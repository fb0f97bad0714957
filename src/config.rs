// Copyright 2024 FastLabs Developers
//
// Licensed under the Apache License, Version 2.0 (the "License");
// you may not use this file except in compliance with the License.
// You may obtain a copy of the License at
//
//     http://www.apache.org/licenses/LICENSE-2.0
//
// Unless required by applicable law or agreed to in writing, software
// distributed under the License is distributed on an "AS IS" BASIS,
// WITHOUT WARRANTIES OR CONDITIONS OF ANY KIND, either express or implied.
// See the License for the specific language governing permissions and
// limitations under the License.

//! Logger configuration and its resolution into concrete names, paths and levels.
//!
//! Resolution never fails: every option has a deterministic default.

use std::convert::Infallible;
use std::num::NonZeroUsize;
use std::path::Component;
use std::path::Path;
use std::path::PathBuf;
use std::str::FromStr;
use std::sync::Arc;

use jiff::tz::TimeZone;

use crate::Level;
use crate::Trap;
use crate::append::ConsoleTarget;
use crate::trap::DefaultTrap;

/// Identity used when neither a name, a log file nor a program name is available.
pub const FALLBACK_IDENTITY: &str = "multilog";

/// Rotated generations kept for the debug file.
pub const DEBUG_RETENTION: usize = 2;

/// How the main log file is rolled over.
#[derive(Debug, Clone, Copy, PartialEq, Eq, Hash, Default)]
pub enum RotationPolicy {
    /// Roll over once the file has reached the configured size.
    #[default]
    Size,
    /// Roll over at the top of every hour.
    Hourly,
    /// Roll over at midnight.
    Daily,
}

impl From<&str> for RotationPolicy {
    /// `"daily"` and `"hourly"` select time based rotation; any other value selects [`Size`].
    ///
    /// [`Size`]: RotationPolicy::Size
    fn from(s: &str) -> Self {
        if s.eq_ignore_ascii_case("daily") {
            RotationPolicy::Daily
        } else if s.eq_ignore_ascii_case("hourly") {
            RotationPolicy::Hourly
        } else {
            RotationPolicy::Size
        }
    }
}

impl FromStr for RotationPolicy {
    type Err = Infallible;

    fn from_str(s: &str) -> Result<Self, Self::Err> {
        Ok(RotationPolicy::from(s))
    }
}

/// The thresholds of the file sinks after the debug diversion policy has been applied.
#[derive(Debug, Clone, Copy, PartialEq, Eq)]
pub struct FileLevels {
    /// Threshold of the main log file.
    pub main: Level,
    /// Threshold of the debug file, if one is created.
    pub debug: Option<Level>,
}

impl FileLevels {
    /// Apply the debug diversion policy to the requested file threshold.
    ///
    /// A request finer than [`Level::Info`] creates a separate debug file at [`Level::Debug`]
    /// and raises the main file to [`Level::Info`], so debug lines only land in the debug file.
    /// Any other request is used as is for the main file.
    ///
    /// ```
    /// use multilog::Level;
    /// use multilog::config::FileLevels;
    ///
    /// let levels = FileLevels::with_debug_diversion(Level::Debug);
    /// assert_eq!(levels.main, Level::Info);
    /// assert_eq!(levels.debug, Some(Level::Debug));
    ///
    /// let levels = FileLevels::with_debug_diversion(Level::Warning);
    /// assert_eq!(levels.main, Level::Warning);
    /// assert_eq!(levels.debug, None);
    /// ```
    pub fn with_debug_diversion(requested: Level) -> Self {
        if requested.is_finer_than(Level::Info) {
            FileLevels {
                main: Level::Info,
                debug: Some(Level::Debug),
            }
        } else {
            FileLevels {
                main: requested,
                debug: None,
            }
        }
    }
}

/// Options for setting up a [`Logger`](crate::Logger).
///
/// # Examples
///
/// ```
/// use multilog::Config;
/// use multilog::Level;
/// use multilog::config::RotationPolicy;
///
/// let config = Config::new()
///     .name("svc")
///     .log_dir("log/svc")
///     .console_level(Level::Info)
///     .file_level(Level::Debug)
///     .rotation(RotationPolicy::Daily)
///     .retention(7);
/// assert_eq!(config.resolve().identity, "svc");
/// ```
#[derive(Debug, Clone)]
pub struct Config {
    name: Option<String>,
    log_dir: PathBuf,
    log_file: Option<String>,
    console_level: Level,
    file_level: Level,
    rotation: RotationPolicy,
    retention: usize,
    max_bytes: usize,
    program: Option<String>,
    console_target: ConsoleTarget,
    console_color: bool,
    timezone: TimeZone,
    trap: Arc<dyn Trap>,
}

impl Default for Config {
    fn default() -> Self {
        Self::new()
    }
}

impl Config {
    /// Create a configuration with every option at its default.
    pub fn new() -> Self {
        Self {
            name: None,
            log_dir: PathBuf::from("log"),
            log_file: None,
            console_level: Level::Warning,
            file_level: Level::Info,
            rotation: RotationPolicy::Size,
            retention: 10,
            max_bytes: 1024 * 1024,
            program: None,
            console_target: ConsoleTarget::Stderr,
            console_color: true,
            timezone: TimeZone::system(),
            trap: Arc::new(DefaultTrap::default()),
        }
    }

    /// Name the logger explicitly. Takes precedence over [`log_file`](Config::log_file).
    pub fn name(mut self, name: impl Into<String>) -> Self {
        self.name = Some(name.into());
        self
    }

    /// Directory of the log files. Default to `log`.
    pub fn log_dir(mut self, dir: impl Into<PathBuf>) -> Self {
        self.log_dir = dir.into();
        self
    }

    /// Derive the identity from a log file name, such as `app.log`.
    ///
    /// Only the final path component is used and a trailing `.log` is dropped.
    pub fn log_file(mut self, file: impl Into<String>) -> Self {
        self.log_file = Some(file.into());
        self
    }

    /// Threshold of the console sink. Default to [`Level::Warning`].
    pub fn console_level(mut self, level: Level) -> Self {
        self.console_level = level;
        self
    }

    /// Requested threshold of the file sinks. Default to [`Level::Info`].
    ///
    /// See [`FileLevels::with_debug_diversion`] for how levels finer than info are handled.
    pub fn file_level(mut self, level: Level) -> Self {
        self.file_level = level;
        self
    }

    /// Rotation policy of the main log file. Default to [`RotationPolicy::Size`].
    pub fn rotation(mut self, rotation: impl Into<RotationPolicy>) -> Self {
        self.rotation = rotation.into();
        self
    }

    /// Rotated generations of the main log file to keep. Default to 10.
    pub fn retention(mut self, n: usize) -> Self {
        self.retention = n;
        self
    }

    /// Size in bytes that triggers size based rotation. Default to 1 MiB.
    ///
    /// Zero disables size based rotation.
    pub fn max_bytes(mut self, n: usize) -> Self {
        self.max_bytes = n;
        self
    }

    /// Override the program name shown in the banner and used as the default identity.
    ///
    /// Default to the base name of the running executable.
    pub fn program(mut self, program: impl Into<String>) -> Self {
        self.program = Some(program.into());
        self
    }

    /// Stream of the console sink. Default to [`ConsoleTarget::Stderr`].
    pub fn console_target(mut self, target: ConsoleTarget) -> Self {
        self.console_target = target;
        self
    }

    /// Whether the console sink emits ANSI colors. Default to `true`.
    pub fn console_color(mut self, enabled: bool) -> Self {
        self.console_color = enabled;
        self
    }

    /// Time zone of timestamps and rotation boundaries. Default to the system time zone.
    pub fn timezone(mut self, tz: TimeZone) -> Self {
        self.timezone = tz;
        self
    }

    /// Trap receiving sink failures. Default to [`DefaultTrap`].
    pub fn trap(mut self, trap: impl Trap) -> Self {
        self.trap = Arc::new(trap);
        self
    }

    /// Resolve the configuration into concrete names, paths and levels.
    pub fn resolve(&self) -> ResolvedConfig {
        let program = self
            .program
            .clone()
            .filter(|p| !p.is_empty())
            .unwrap_or_else(program_name);
        let identity = resolve_identity(
            self.name.as_deref(),
            self.log_file.as_deref(),
            &program,
        );

        ResolvedConfig {
            main_file_name: format!("{identity}.log"),
            debug_file_name: format!("{identity}-debug.log"),
            identity,
            program,
            log_dir: normalize_path(&self.log_dir),
            console_level: self.console_level,
            file_levels: FileLevels::with_debug_diversion(self.file_level),
            rotation: self.rotation,
            retention: self.retention,
            debug_retention: DEBUG_RETENTION,
            max_bytes: NonZeroUsize::new(self.max_bytes),
            console_target: self.console_target.clone(),
            console_color: self.console_color,
            timezone: self.timezone.clone(),
            trap: self.trap.clone(),
        }
    }
}

/// A fully resolved configuration.
#[derive(Debug, Clone)]
#[non_exhaustive]
pub struct ResolvedConfig {
    /// The unique key of the logger.
    pub identity: String,
    /// The program name shown in the banner.
    pub program: String,
    /// The normalized log directory.
    pub log_dir: PathBuf,
    /// `{identity}.log`
    pub main_file_name: String,
    /// `{identity}-debug.log`
    pub debug_file_name: String,
    /// Threshold of the console sink.
    pub console_level: Level,
    /// Thresholds of the file sinks.
    pub file_levels: FileLevels,
    /// Rotation policy of the main file.
    pub rotation: RotationPolicy,
    /// Rotated generations of the main file to keep.
    pub retention: usize,
    /// Rotated generations of the debug file to keep.
    pub debug_retention: usize,
    /// Size trigger of size based rotation, `None` if disabled.
    pub max_bytes: Option<NonZeroUsize>,
    /// Stream of the console sink.
    pub console_target: ConsoleTarget,
    /// Whether the console sink emits ANSI colors.
    pub console_color: bool,
    /// Time zone of timestamps and rotation boundaries.
    pub timezone: TimeZone,
    /// Trap receiving sink failures.
    pub trap: Arc<dyn Trap>,
}

impl ResolvedConfig {
    /// Path of the main log file.
    pub fn main_file_path(&self) -> PathBuf {
        self.log_dir.join(&self.main_file_name)
    }

    /// Path of the debug log file, if the debug diversion policy creates one.
    pub fn debug_file_path(&self) -> Option<PathBuf> {
        self.file_levels
            .debug
            .map(|_| self.log_dir.join(&self.debug_file_name))
    }
}

fn resolve_identity(name: Option<&str>, log_file: Option<&str>, program: &str) -> String {
    if let Some(name) = name.filter(|s| !s.is_empty()) {
        return name.to_string();
    }

    let from_log_file = log_file
        .and_then(|f| Path::new(f).file_name())
        .and_then(|f| f.to_str())
        .map(|f| f.strip_suffix(".log").unwrap_or(f))
        .filter(|s| !s.is_empty());
    if let Some(id) = from_log_file {
        return id.to_string();
    }

    let from_program = Path::new(program)
        .file_stem()
        .and_then(|s| s.to_str())
        .filter(|s| !s.is_empty());
    match from_program {
        Some(id) => id.to_string(),
        None => FALLBACK_IDENTITY.to_string(),
    }
}

fn program_name() -> String {
    std::env::args_os()
        .next()
        .and_then(|arg0| {
            Path::new(&arg0)
                .file_name()
                .map(|s| s.to_string_lossy().into_owned())
        })
        .unwrap_or_default()
}

/// Lexically normalize a path: drop `.` components and fold `dir/..` pairs.
fn normalize_path(path: &Path) -> PathBuf {
    let mut normalized = PathBuf::new();
    for component in path.components() {
        match component {
            Component::CurDir => {}
            Component::ParentDir => match normalized.components().next_back() {
                Some(Component::Normal(_)) => {
                    normalized.pop();
                }
                Some(Component::RootDir) | Some(Component::Prefix(_)) => {}
                _ => normalized.push(".."),
            },
            other => normalized.push(other.as_os_str()),
        }
    }

    if normalized.as_os_str().is_empty() {
        normalized.push(".");
    }
    normalized
}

## [HOW TO COMPLETE THIS TASK]
When you reach the line containing "Self::new()" in the data above, start copying exactly, and stop after the line containing "Threshold of the console sink. Default".

## [WRITTEN REPLY]
        Self::new()
    }
}

impl Config {
    /// Create a configuration with every option at its default.
    pub fn new() -> Self {
        Self {
            name: None,
            log_dir: PathBuf::from("log"),
            log_file: None,
            console_level: Level::Warning,
            file_level: Level::Info,
            rotation: RotationPolicy::Size,
            retention: 10,
            max_bytes: 1024 * 1024,
            program: None,
            console_target: ConsoleTarget::Stderr,
            console_color: true,
            timezone: TimeZone::system(),
            trap: Arc::new(DefaultTrap::default()),
        }
    }

    /// Name the logger explicitly. Takes precedence over [`log_file`](Config::log_file).
    pub fn name(mut self, name: impl Into<String>) -> Self {
        self.name = Some(name.into());
        self
    }

    /// Directory of the log files. Default to `log`.
    pub fn log_dir(mut self, dir: impl Into<PathBuf>) -> Self {
        self.log_dir = dir.into();
        self
    }

    /// Derive the identity from a log file name, such as `app.log`.
    ///
    /// Only the final path component is used and a trailing `.log` is dropped.
    pub fn log_file(mut self, file: impl Into<String>) -> Self {
        self.log_file = Some(file.into());
        self
    }

    /// Threshold of the console sink. Default to [`Level::Warning`].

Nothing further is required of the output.